Korean newspapers reported this week that Samsung Electronics’ sales would reach a record-high 73 trillion won ($62 billion) during the July-September period for an operating profit of 15.8 trillion won ($13 billion), up 27.8 percent from a year before.

But the bright prospects could not stop wary investors from selling off Samsung stocks. Samsung refused to confirm whether the reports were true.

Samsung’s share price soared to record-high 96,800 won ($81.6) on Jan. 11, but the figure plunged roughly 25 percent during the past nine months.

SK hynix and Naver, the country’s No. 2 and No. 3 corporations in terms of market capitalization, also shed substantially. In particular, No. 5 player Samsung BioLogics lost almost 10 percent.

“Inflationary pressures continue, and the interest is rising. In addition, the conflicts between the United States and China keep weighing on South Korea’s stock market,” Daishin Securities analyst Lee Kyung-min said.

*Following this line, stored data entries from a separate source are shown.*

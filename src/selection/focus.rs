//! Focus coordination between selection state and rendered items.
//!
//! The host registers one [`Focusable`] per item id (a DOM element, a
//! terminal widget, a test double) and the selection manager asks the
//! registry to move focus after keyboard navigation.

use std::collections::HashMap;
use std::fmt;
use std::hash::Hash;

/// Something that can take input focus.
pub trait Focusable {
    fn focus(&self);
}

impl<F: Fn()> Focusable for F {
    fn focus(&self) {
        self()
    }
}

/// Focus targets keyed by item id.
pub struct FocusRegistry<Id> {
    targets: HashMap<Id, Box<dyn Focusable>>,
}

impl<Id: Eq + Hash> FocusRegistry<Id> {
    pub fn new() -> Self {
        Self {
            targets: HashMap::new(),
        }
    }

    /// Register (or replace) the focus target for `id`.
    pub fn register(&mut self, id: Id, target: impl Focusable + 'static) {
        self.targets.insert(id, Box::new(target));
    }

    /// Returns `true` if a target was registered.
    pub fn unregister(&mut self, id: &Id) -> bool {
        self.targets.remove(id).is_some()
    }

    /// Focus the target for `id`. Returns `false` when none is registered.
    pub fn focus(&self, id: &Id) -> bool {
        match self.targets.get(id) {
            Some(target) => {
                target.focus();
                true
            }
            None => false,
        }
    }

    pub fn contains(&self, id: &Id) -> bool {
        self.targets.contains_key(id)
    }

    pub fn len(&self) -> usize {
        self.targets.len()
    }

    pub fn is_empty(&self) -> bool {
        self.targets.is_empty()
    }
}

impl<Id: Eq + Hash> Default for FocusRegistry<Id> {
    fn default() -> Self {
        Self::new()
    }
}

impl<Id: fmt::Debug> fmt::Debug for FocusRegistry<Id> {
    fn fmt(&self, f: &mut fmt::Formatter<'_>) -> fmt::Result {
        f.debug_set().entries(self.targets.keys()).finish()
    }
}

#[cfg(test)]
mod tests {
    use std::cell::Cell;
    use std::rc::Rc;

    use super::*;

    #[test]
    fn focus_registered_target() {
        let hits = Rc::new(Cell::new(0));
        let h = Rc::clone(&hits);
        let mut registry = FocusRegistry::new();
        registry.register("a", move || h.set(h.get() + 1));

        assert!(registry.focus(&"a"));
        assert_eq!(hits.get(), 1);
        assert!(!registry.focus(&"b"));
    }

    #[test]
    fn unregister_removes_target() {
        let mut registry = FocusRegistry::new();
        registry.register(1, || {});
        assert!(registry.contains(&1));
        assert!(registry.unregister(&1));
        assert!(!registry.unregister(&1));
        assert!(registry.is_empty());
        assert!(!registry.focus(&1));
    }
}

Others pointed out that the debt crisis related to China’s Henda Real Estate Group also generates worries among investors here.

Concerns continue that Hengda, otherwise dubbed Evergrande, could default on its debt to negatively affect the global economy. The cash-strapped property giant is estimated to have around $300 billion of debt.

Shares of the group and its property management unit were suspended from trading in Hong Kong this week.

The KOSPI got off a good start on Thursday, but it remains to be seen whether the benchmark index will be able to stay strong despite a set of bad news, according to observers.